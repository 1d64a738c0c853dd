//! Filesystem abstraction for the resolver and scanner.
//!
//! Resolution and scanning go through this trait so builds can run
//! against the real disk or an in-memory tree (tests, programmatic use).

use std::path::Path;

use rustc_hash::{FxHashMap, FxHashSet};

pub trait FileSystem: Send + Sync {
    /// Read a file as bytes. `None` when missing or unreadable.
    fn read_file(&self, path: &str) -> Option<Vec<u8>>;

    /// Names of a directory's entries. `None` when the directory does
    /// not exist.
    fn read_dir(&self, path: &str) -> Option<Vec<String>>;

    fn is_file(&self, path: &str) -> bool {
        self.read_file(path).is_some()
    }

    fn is_dir(&self, path: &str) -> bool {
        self.read_dir(path).is_some()
    }

    fn read_file_text(&self, path: &str) -> Option<String> {
        String::from_utf8(self.read_file(path)?).ok()
    }
}

/// The real filesystem.
#[derive(Default)]
pub struct OsFileSystem;

impl FileSystem for OsFileSystem {
    fn read_file(&self, path: &str) -> Option<Vec<u8>> {
        std::fs::read(Path::new(path)).ok()
    }

    fn read_dir(&self, path: &str) -> Option<Vec<String>> {
        let entries = std::fs::read_dir(Path::new(path)).ok()?;
        Some(
            entries
                .filter_map(|entry| entry.ok())
                .filter_map(|entry| entry.file_name().into_string().ok())
                .collect(),
        )
    }

    fn is_file(&self, path: &str) -> bool {
        Path::new(path).is_file()
    }

    fn is_dir(&self, path: &str) -> bool {
        Path::new(path).is_dir()
    }
}

/// In-memory tree keyed by absolute `/`-separated paths.
#[derive(Default)]
pub struct MemoryFileSystem {
    files: FxHashMap<String, Vec<u8>>,
    dirs: FxHashSet<String>,
}

impl MemoryFileSystem {
    pub fn new() -> Self {
        MemoryFileSystem::default()
    }

    pub fn add_file(&mut self, path: &str, contents: impl Into<Vec<u8>>) {
        self.files.insert(path.to_string(), contents.into());
        // Register every ancestor directory
        let mut dir = parent_dir(path);
        loop {
            if !self.dirs.insert(dir.clone()) || dir == "/" {
                break;
            }
            dir = parent_dir(&dir);
        }
    }

    pub fn with_file(mut self, path: &str, contents: &str) -> Self {
        self.add_file(path, contents.as_bytes().to_vec());
        self
    }
}

impl FileSystem for MemoryFileSystem {
    fn read_file(&self, path: &str) -> Option<Vec<u8>> {
        self.files.get(path).cloned()
    }

    fn read_dir(&self, path: &str) -> Option<Vec<String>> {
        if !self.dirs.contains(path) {
            return None;
        }
        let prefix = if path.ends_with('/') {
            path.to_string()
        } else {
            format!("{path}/")
        };
        let mut entries: FxHashSet<String> = FxHashSet::default();
        for file in self.files.keys() {
            if let Some(rest) = file.strip_prefix(&prefix) {
                if let Some(name) = rest.split('/').next() {
                    entries.insert(name.to_string());
                }
            }
        }
        for dir in &self.dirs {
            if let Some(rest) = dir.strip_prefix(&prefix) {
                if let Some(name) = rest.split('/').next() {
                    if !name.is_empty() {
                        entries.insert(name.to_string());
                    }
                }
            }
        }
        Some(entries.into_iter().collect())
    }
}

/// Directory containing a path, with `/` for roots.
pub fn parent_dir(path: &str) -> String {
    match path.rfind('/') {
        Some(0) => "/".to_string(),
        Some(index) => path[..index].to_string(),
        None => "/".to_string(),
    }
}

/// Collapse `.` and `..` segments. Input is expected to be absolute.
pub fn normalize_path(path: &str) -> String {
    let mut segments: Vec<&str> = Vec::new();
    for segment in path.split('/') {
        match segment {
            "" | "." => {}
            ".." => {
                segments.pop();
            }
            _ => segments.push(segment),
        }
    }
    let mut out = String::from("/");
    out.push_str(&segments.join("/"));
    out
}

/// Join a (possibly relative) specifier onto a base directory and
/// normalize.
pub fn join_paths(base_dir: &str, relative: &str) -> String {
    if relative.starts_with('/') {
        normalize_path(relative)
    } else {
        normalize_path(&format!("{base_dir}/{relative}"))
    }
}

+===+

Your task
Exact reproduction is required: output the lines from the start of the entries above through the line with "fn read_file_text(&self, path: &str)".

Result
repository 1d64a738c0c853dd
//! Filesystem abstraction for the resolver and scanner.
//!
//! Resolution and scanning go through this trait so builds can run
//! against the real disk or an in-memory tree (tests, programmatic use).

use std::path::Path;

use rustc_hash::{FxHashMap, FxHashSet};

pub trait FileSystem: Send + Sync {
    /// Read a file as bytes. `None` when missing or unreadable.
    fn read_file(&self, path: &str) -> Option<Vec<u8>>;

    /// Names of a directory's entries. `None` when the directory does
    /// not exist.
    fn read_dir(&self, path: &str) -> Option<Vec<String>>;

    fn is_file(&self, path: &str) -> bool {
        self.read_file(path).is_some()
    }

    fn is_dir(&self, path: &str) -> bool {
        self.read_dir(path).is_some()
    }

    fn read_file_text(&self, path: &str) -> Option<String> {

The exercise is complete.